Highly potent toxins such as tetrodotoxin that block sodium channels with great specificity have been studied for many years and can provide prolonged blockade when coadministered with vasoconstrictors or conventional local anesthetics. Their utility has been constrained, however, by systemic toxicity. The authors examined the efficacy of tetrodotoxin with and without epinephrine or bupivacaine for producing prolonged-duration sciatic nerve blockade in the rat, and they assessed the degree of concomitant toxicity. Rats received percutaneous sciatic nerve blockade using tetrodotoxin with and without epinephrine or bupivacaine. A subset received subcutaneous injections at the nuchal midline. Nociceptive, proprioceptive, and motor blockade were quantified using contralateral leg responses as controls for systemic effects.
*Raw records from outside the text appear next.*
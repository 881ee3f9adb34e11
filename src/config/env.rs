//! Environment variable loading.
//!
//! `.env` values are applied by `main` through `dotenvy` before this runs, so
//! real environment variables win over the file.

use std::env;
use std::str::FromStr;

use zeroize::Zeroizing;

use super::{ServerConfig, merge, validation};

impl ServerConfig {
    /// Load configuration from environment variables only
    ///
    /// Unset variables fall back to defaults. The result is validated.
    ///
    /// # Errors
    /// Returns an error if a numeric variable cannot be parsed or validation fails.
    pub fn from_env() -> Result<Self, Box<dyn std::error::Error>> {
        let config = merge::merge_config(None)?;
        validation::validate(&config)?;
        Ok(config)
    }
}

/// Read a variable, treating empty values as unset.
pub(super) fn var(name: &str) -> Option<String> {
    env::var(name).ok().filter(|value| !value.trim().is_empty())
}

/// Read and parse a variable.
pub(super) fn parse_var<T>(name: &str) -> Result<Option<T>, Box<dyn std::error::Error>>
where
    T: FromStr,
    T::Err: std::fmt::Display,
{
    match var(name) {
        Some(raw) => raw
            .trim()
            .parse::<T>()
            .map(Some)
            .map_err(|e| format!("Invalid value for {name}: {e}").into()),
        None => Ok(None),
    }
}

/// Build a configuration from defaults overlaid with environment variables.
pub(super) fn load_env_config() -> Result<ServerConfig, Box<dyn std::error::Error>> {
    let mut config = ServerConfig::default();

    if let Some(host) = var("HOST") {
        config.host = host;
    }
    if let Some(port) = parse_var::<u16>("PORT")? {
        config.port = port;
    }
    config.cors_allowed_origins = var("CORS_ALLOWED_ORIGINS");

    // Upstream
    let upstream = &mut config.upstream;
    if let Some(url) = var("DOUBAO_WS_URL") {
        upstream.url = url;
    }
    if let Some(app_id) = var("DOUBAO_APP_ID") {
        upstream.app_id = app_id;
    }
    if let Some(token) = var("DOUBAO_ACCESS_TOKEN") {
        upstream.access_token = Zeroizing::new(token);
    }
    if let Some(resource_id) = var("DOUBAO_RESOURCE_ID") {
        upstream.resource_id = resource_id;
    }
    if let Some(app_key) = var("DOUBAO_APP_KEY") {
        upstream.app_key = Zeroizing::new(app_key);
    }

    // Dialogue
    let dialogue = &mut config.dialogue;
    if let Some(bot_name) = var("DIALOGUE_BOT_NAME") {
        dialogue.bot_name = bot_name;
    }
    if let Some(system_role) = var("DIALOGUE_SYSTEM_ROLE") {
        dialogue.system_role = system_role;
    }
    if let Some(speaker) = var("DIALOGUE_SPEAKER") {
        dialogue.speaker = speaker;
    }
    if let Some(greeting) = var("DIALOGUE_GREETING") {
        dialogue.greeting = greeting;
    }
    if let Some(delay) = parse_var::<u64>("DIALOGUE_GREETING_DELAY_MS")? {
        dialogue.greeting_delay_ms = delay;
    }
    if let Some(delay) = parse_var::<u64>("DIALOGUE_FINISH_DELAY_MS")? {
        dialogue.finish_delay_ms = delay;
    }

    // Suggestion
    let suggestion = &mut config.suggestion;
    if let Some(endpoint) = var("SUGGESTION_ENDPOINT") {
        suggestion.endpoint = endpoint;
    }
    suggestion.api_key = var("SUGGESTION_API_KEY").map(Zeroizing::new);
    if let Some(model) = var("SUGGESTION_MODEL") {
        suggestion.model = model;
    }
    if let Some(timeout) = parse_var::<u64>("SUGGESTION_TIMEOUT_MS")? {
        suggestion.timeout_ms = timeout;
    }

    Ok(config)
}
Tetrodotoxin without epinephrine produced sciatic nerve blockade, but with considerable toxicity at most effective doses. Epinephrine reduced the median effective concentration of tetrodotoxin for nociception from 37.6 to 11.5 microM and prolonged its duration, such that reversible blocks lasting > 13 h were achieved. Epinephrine reduced measures of systemic distribution and increased the median lethal dose of tetrodotoxin from 40 to 53.6 nmole/kg, thus more than quadrupling the therapeutic index. Bupivacaine increased the local anesthetic potency of tetrodotoxin, reduced its systemic toxicity, and, when coinjected subcutaneously, increased the median lethal dose from 43.7 to 47.7 nmole/kg. The addition of epinephrine did not further improve the effectiveness of the bupivacaine-tetrodotoxin combination. Combinations of epinephrine or bupivacaine with tetrodotoxin or with other high-potency toxins active on sodium channels should be examined for the potential to provide clinically useful, prolonged nerve blockade.